_Work to be completed_
Print every record exactly, with nothing added or left out.

======== Supplied information

//! Renders [`ApiVersion`] values through a custom format-specifier
//! mini-language.
//!
//! Specifier letters: `F`/`FF` (full form), `G`/`GG` (group date),
//! `yyyy`/`MM`/`dd` (group parts), `V`–`VVVV` (numeric forms), `v`
//! (minor), `P`/`p` with an optional digit count (zero-padded major /
//! minor, default width 2), `S` (status). Literal text is quoted with
//! `'`/`"`, escaped with `\`, and `%X` writes a single specifier `X`
//! without repetition expansion. Unrecognized specifier letters are
//! dropped silently; broken format strings (unterminated literal,
//! dangling escape) are [`FormatError`]s.
//!
//! ```
//! use apiver_core::ApiVersion;
//!
//! let v = ApiVersion::with_status(1, 5, "Alpha").unwrap();
//! assert_eq!(apiver_format::format(&v, "'v'VVVV").unwrap(), "v1.5-Alpha");
//! ```

mod token;

pub use token::{FormatError, Token, Tokenizer};

use apiver_core::ApiVersion;
use chrono::{Datelike, NaiveDate};
use std::fmt::Write as _;

/// A destination for rendered output.
///
/// `write` reports whether the sink can keep accepting output; the
/// writer stops early on `false` without error.
pub trait FormatSink {
    fn write(&mut self, text: &str) -> bool;
}

impl FormatSink for String {
    fn write(&mut self, text: &str) -> bool {
        self.push_str(text);
        true
    }
}

/// A fixed-capacity sink: output beyond `capacity` bytes is refused and
/// rendering stops at the last whole token that fit.
#[derive(Debug, Clone)]
pub struct BoundedSink {
    buffer: String,
    capacity: usize,
}

impl BoundedSink {
    pub fn new(capacity: usize) -> Self {
        Self {
            buffer: String::new(),
            capacity,
        }
    }

    pub fn as_str(&self) -> &str {
        &self.buffer
    }

    pub fn into_string(self) -> String {
        self.buffer
    }
}

impl FormatSink for BoundedSink {
    fn write(&mut self, text: &str) -> bool {
        if self.buffer.len() + text.len() > self.capacity {
            return false;
        }
        self.buffer.push_str(text);
        true
    }
}

/// Per-part rendering hooks.
///
/// The engine decides *which* parts a specifier emits; a renderer decides
/// what each part looks like. Substitute an implementation to customize
/// status or number rendering without reimplementing the engine.
pub trait PartRenderer {
    fn render_group(&self, group: NaiveDate, out: &mut String) {
        let _ = write!(
            out,
            "{:04}-{:02}-{:02}",
            group.year(),
            group.month(),
            group.day()
        );
    }

    /// `pad` is the minimum digit count; zero means no padding.
    fn render_number(&self, value: u64, pad: usize, out: &mut String) {
        let _ = write!(out, "{value:0pad$}");
    }

    fn render_status(&self, status: &str, out: &mut String) {
        out.push_str(status);
    }
}

/// The stock renderer used by [`format`] and [`format_into`].
#[derive(Debug, Clone, Copy, Default)]
pub struct DefaultRenderer;

impl PartRenderer for DefaultRenderer {}

/// Render `version` against `format` into a new string.
///
/// An empty format string renders all applicable parts (the `F` form).
pub fn format(version: &ApiVersion, format: &str) -> Result<String, FormatError> {
    let mut out = String::new();
    format_with(version, format, &DefaultRenderer, &mut out)?;
    Ok(out)
}

/// Render into any [`FormatSink`], stopping early when the sink is full.
pub fn format_into(
    version: &ApiVersion,
    format: &str,
    sink: &mut impl FormatSink,
) -> Result<(), FormatError> {
    format_with(version, format, &DefaultRenderer, sink)
}

/// Render with a substituted [`PartRenderer`].
pub fn format_with(
    version: &ApiVersion,
    format: &str,
    renderer: &impl PartRenderer,
    sink: &mut impl FormatSink,
) -> Result<(), FormatError> {
    let format = if format.is_empty() { "F" } else { format };
    for token in Tokenizer::new(format) {
        let accepted = match token? {
            Token::Literal(text) => sink.write(text),
            Token::Escaped(c) => sink.write(c.encode_utf8(&mut [0u8; 4])),
            Token::Specifier {
                letter,
                count,
                width,
            } => {
                let mut piece = String::new();
                expand(version, renderer, letter, count, width, &mut piece);
                sink.write(&piece)
            }
        };
        if !accepted {
            break;
        }
    }
    Ok(())
}

/// Default zero-padding width for `P`/`p` when no digit count is given.
const DEFAULT_PAD: usize = 2;

fn expand(
    version: &ApiVersion,
    renderer: &impl PartRenderer,
    letter: char,
    count: usize,
    width: Option<usize>,
    out: &mut String,
) {
    match letter {
        'F' => full(version, renderer, count >= 2, out),
        'G' => group(version, renderer, count >= 2, out),
        'y' => year(version, count, out),
        'M' => month(version, count, out),
        'd' => day(version, count, out),
        'V' => numeric(version, renderer, count, out),
        'v' => {
            if version.major().is_some() || version.minor().is_some() {
                renderer.render_number(version.implied_minor(), 0, out);
            }
        }
        'P' => {
            if let Some(major) = version.major() {
                renderer.render_number(major, width.unwrap_or(DEFAULT_PAD), out);
            }
        }
        'p' => {
            if version.major().is_some() || version.minor().is_some() {
                renderer.render_number(version.implied_minor(), width.unwrap_or(DEFAULT_PAD), out);
            }
        }
        'S' => {
            if let Some(status) = version.status() {
                renderer.render_status(status, out);
            }
        }
        // Unrecognized specifiers are dropped, not errors.
        _ => {}
    }
}

/// `F`/`FF`: every applicable part, absent components omitted. `FF`
/// renders a defaulted minor whenever a major is present.
fn full(version: &ApiVersion, renderer: &impl PartRenderer, default_minor: bool, out: &mut String) {
    if let Some(group) = version.group() {
        renderer.render_group(group, out);
    }
    if let Some(major) = version.major() {
        if version.group().is_some() {
            out.push('.');
        }
        renderer.render_number(major, 0, out);
        match version.minor() {
            Some(minor) => {
                out.push('.');
                renderer.render_number(minor, 0, out);
            }
            None if default_minor => {
                out.push('.');
                renderer.render_number(0, 0, out);
            }
            None => {}
        }
    }
    if let Some(status) = version.status() {
        out.push('-');
        renderer.render_status(status, out);
    }
}

/// `G`/`GG`: the group date alone, `GG` with the status suffix.
fn group(version: &ApiVersion, renderer: &impl PartRenderer, with_status: bool, out: &mut String) {
    let Some(group) = version.group() else {
        return;
    };
    renderer.render_group(group, out);
    if with_status && let Some(status) = version.status() {
        out.push('-');
        renderer.render_status(status, out);
    }
}

/// `V`–`VVVV`: the numeric forms. Nothing is rendered without a major.
fn numeric(version: &ApiVersion, renderer: &impl PartRenderer, count: usize, out: &mut String) {
    let Some(major) = version.major() else {
        return;
    };
    renderer.render_number(major, 0, out);
    match count {
        // V: major alone.
        1 => {}
        // VV: major and minor, minor defaulting to 0.
        2 => {
            out.push('.');
            renderer.render_number(version.implied_minor(), 0, out);
        }
        // VVV: omit a defaulted minor, append status.
        3 => {
            if let Some(minor) = version.minor() {
                out.push('.');
                renderer.render_number(minor, 0, out);
            }
            if let Some(status) = version.status() {
                out.push('-');
                renderer.render_status(status, out);
            }
        }
        // VVVV: minor always, append status.
        _ => {
            out.push('.');
            renderer.render_number(version.implied_minor(), 0, out);
            if let Some(status) = version.status() {
                out.push('-');
                renderer.render_status(status, out);
            }
        }
    }
}

fn year(version: &ApiVersion, count: usize, out: &mut String) {
    let Some(group) = version.group() else {
        return;
    };
    if count <= 2 {
        let _ = write!(out, "{:0count$}", group.year().rem_euclid(100));
    } else {
        let _ = write!(out, "{:04}", group.year());
    }
}

fn month(version: &ApiVersion, count: usize, out: &mut String) {
    if let Some(group) = version.group() {
        let width = count.min(2);
        let _ = write!(out, "{:0width$}", group.month());
    }
}

fn day(version: &ApiVersion, count: usize, out: &mut String) {
    if let Some(group) = version.group() {
        let width = count.min(2);
        let _ = write!(out, "{:0width$}", group.day());
    }
}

================

_Output for this exercise_
//! Renders [`ApiVersion`] values through a custom format-specifier
//! mini-language.
//!
//! Specifier letters: `F`/`FF` (full form), `G`/`GG` (group date),
//! `yyyy`/`MM`/`dd` (group parts), `V`–`VVVV` (numeric forms), `v`
//! (minor), `P`/`p` with an optional digit count (zero-padded major /
//! minor, default width 2), `S` (status). Literal text is quoted with
//! `'`/`"`, escaped with `\`, and `%X` writes a single specifier `X`
//! without repetition expansion. Unrecognized specifier letters are
//! dropped silently; broken format strings (unterminated literal,
//! dangling escape) are [`FormatError`]s.
//!
//! ```
//! use apiver_core::ApiVersion;
//!
//! let v = ApiVersion::with_status(1, 5, "Alpha").unwrap();
//! assert_eq!(apiver_format::format(&v, "'v'VVVV").unwrap(), "v1.5-Alpha");
//! ```

mod token;

pub use token::{FormatError, Token, Tokenizer};

use apiver_core::ApiVersion;
use chrono::{Datelike, NaiveDate};
use std::fmt::Write as _;

/// A destination for rendered output.
///
/// `write` reports whether the sink can keep accepting output; the
/// writer stops early on `false` without error.
pub trait FormatSink {
    fn write(&mut self, text: &str) -> bool;
}

impl FormatSink for String {
    fn write(&mut self, text: &str) -> bool {
        self.push_str(text);
        true
    }
}

/// A fixed-capacity sink: output beyond `capacity` bytes is refused and
/// rendering stops at the last whole token that fit.
#[derive(Debug, Clone)]
pub struct BoundedSink {
    buffer: String,
    capacity: usize,
}

impl BoundedSink {
    pub fn new(capacity: usize) -> Self {
        Self {
            buffer: String::new(),
            capacity,
        }
    }

    pub fn as_str(&self) -> &str {
        &self.buffer
    }

    pub fn into_string(self) -> String {
        self.buffer
    }
}

impl FormatSink for BoundedSink {
    fn write(&mut self, text: &str) -> bool {
        if self.buffer.len() + text.len() > self.capacity {
            return false;
        }
        self.buffer.push_str(text);
        true
    }
}

/// Per-part rendering hooks.
///
/// The engine decides *which* parts a specifier emits; a renderer decides
/// what each part looks like. Substitute an implementation to customize
/// status or number rendering without reimplementing the engine.
pub trait PartRenderer {
    fn render_group(&self, group: NaiveDate, out: &mut String) {
        let _ = write!(
            out,
            "{:04}-{:02}-{:02}",
            group.year(),
            group.month(),
            group.day()
        );
    }

    /// `pad` is the minimum digit count; zero means no padding.
    fn render_number(&self, value: u64, pad: usize, out: &mut String) {
        let _ = write!(out, "{value:0pad$}");
    }

    fn render_status(&self, status: &str, out: &mut String) {
        out.push_str(status);
    }
}

/// The stock renderer used by [`format`] and [`format_into`].
#[derive(Debug, Clone, Copy, Default)]
pub struct DefaultRenderer;

impl PartRenderer for DefaultRenderer {}

/// Render `version` against `format` into a new string.
///
/// An empty format string renders all applicable parts (the `F` form).
pub fn format(version: &ApiVersion, format: &str) -> Result<String, FormatError> {
    let mut out = String::new();
    format_with(version, format, &DefaultRenderer, &mut out)?;
    Ok(out)
}

/// Render into any [`FormatSink`], stopping early when the sink is full.
pub fn format_into(
    version: &ApiVersion,
    format: &str,
    sink: &mut impl FormatSink,
) -> Result<(), FormatError> {
    format_with(version, format, &DefaultRenderer, sink)
}

/// Render with a substituted [`PartRenderer`].
pub fn format_with(
    version: &ApiVersion,
    format: &str,
    renderer: &impl PartRenderer,
    sink: &mut impl FormatSink,
) -> Result<(), FormatError> {
    let format = if format.is_empty() { "F" } else { format };
    for token in Tokenizer::new(format) {
        let accepted = match token? {
            Token::Literal(text) => sink.write(text),
            Token::Escaped(c) => sink.write(c.encode_utf8(&mut [0u8; 4])),
            Token::Specifier {
                letter,
                count,
                width,
            } => {
                let mut piece = String::new();
                expand(version, renderer, letter, count, width, &mut piece);
                sink.write(&piece)
            }
        };
        if !accepted {
            break;
        }
    }
    Ok(())
}

/// Default zero-padding width for `P`/`p` when no digit count is given.
const DEFAULT_PAD: usize = 2;

fn expand(
    version: &ApiVersion,
    renderer: &impl PartRenderer,
    letter: char,
    count: usize,
    width: Option<usize>,
    out: &mut String,
) {
    match letter {
        'F' => full(version, renderer, count >= 2, out),
        'G' => group(version, renderer, count >= 2, out),
        'y' => year(version, count, out),
        'M' => month(version, count, out),
        'd' => day(version, count, out),
        'V' => numeric(version, renderer, count, out),
        'v' => {
            if version.major().is_some() || version.minor().is_some() {
                renderer.render_number(version.implied_minor(), 0, out);
            }
        }
        'P' => {
            if let Some(major) = version.major() {
                renderer.render_number(major, width.unwrap_or(DEFAULT_PAD), out);
            }
        }
        'p' => {
            if version.major().is_some() || version.minor().is_some() {
                renderer.render_number(version.implied_minor(), width.unwrap_or(DEFAULT_PAD), out);
            }
        }
        'S' => {
            if let Some(status) = version.status() {
                renderer.render_status(status, out);
            }
        }
        // Unrecognized specifiers are dropped, not errors.
        _ => {}
    }
}

/// `F`/`FF`: every applicable part, absent components omitted. `FF`
/// renders a defaulted minor whenever a major is present.
fn full(version: &ApiVersion, renderer: &impl PartRenderer, default_minor: bool, out: &mut String) {
    if let Some(group) = version.group() {
        renderer.render_group(group, out);
    }
    if let Some(major) = version.major() {
        if version.group().is_some() {
            out.push('.');
        }
        renderer.render_number(major, 0, out);
        match version.minor() {
            Some(minor) => {
                out.push('.');
                renderer.render_number(minor, 0, out);
            }
            None if default_minor => {
                out.push('.');
                renderer.render_number(0, 0, out);
            }
            None => {}
        }
    }
    if let Some(status) = version.status() {
        out.push('-');
        renderer.render_status(status, out);
    }
}

/// `G`/`GG`: the group date alone, `GG` with the status suffix.
fn group(version: &ApiVersion, renderer: &impl PartRenderer, with_status: bool, out: &mut String) {
    let Some(group) = version.group() else {
        return;
    };
    renderer.render_group(group, out);
    if with_status && let Some(status) = version.status() {
        out.push('-');
        renderer.render_status(status, out);
    }
}

/// `V`–`VVVV`: the numeric forms. Nothing is rendered without a major.
fn numeric(version: &ApiVersion, renderer: &impl PartRenderer, count: usize, out: &mut String) {
    let Some(major) = version.major() else {
        return;
    };
    renderer.render_number(major, 0, out);
    match count {
        // V: major alone.
        1 => {}
        // VV: major and minor, minor defaulting to 0.
        2 => {
            out.push('.');
            renderer.render_number(version.implied_minor(), 0, out);
        }
        // VVV: omit a defaulted minor, append status.
        3 => {
            if let Some(minor) = version.minor() {
                out.push('.');
                renderer.render_number(minor, 0, out);
            }
            if let Some(status) = version.status() {
                out.push('-');
                renderer.render_status(status, out);
            }
        }
        // VVVV: minor always, append status.
        _ => {
            out.push('.');
            renderer.render_number(version.implied_minor(), 0, out);
            if let Some(status) = version.status() {
                out.push('-');
                renderer.render_status(status, out);
            }
        }
    }
}

fn year(version: &ApiVersion, count: usize, out: &mut String) {
    let Some(group) = version.group() else {
        return;
    };
    if count <= 2 {
        let _ = write!(out, "{:0count$}", group.year().rem_euclid(100));
    } else {
        let _ = write!(out, "{:04}", group.year());
    }
}

fn month(version: &ApiVersion, count: usize, out: &mut String) {
    if let Some(group) = version.group() {
        let width = count.min(2);
        let _ = write!(out, "{:0width$}", group.month());
    }
}

fn day(version: &ApiVersion, count: usize, out: &mut String) {
    if let Some(group) = version.group() {
        let width = count.min(2);
        let _ = write!(out, "{:0width$}", group.day());
    }
}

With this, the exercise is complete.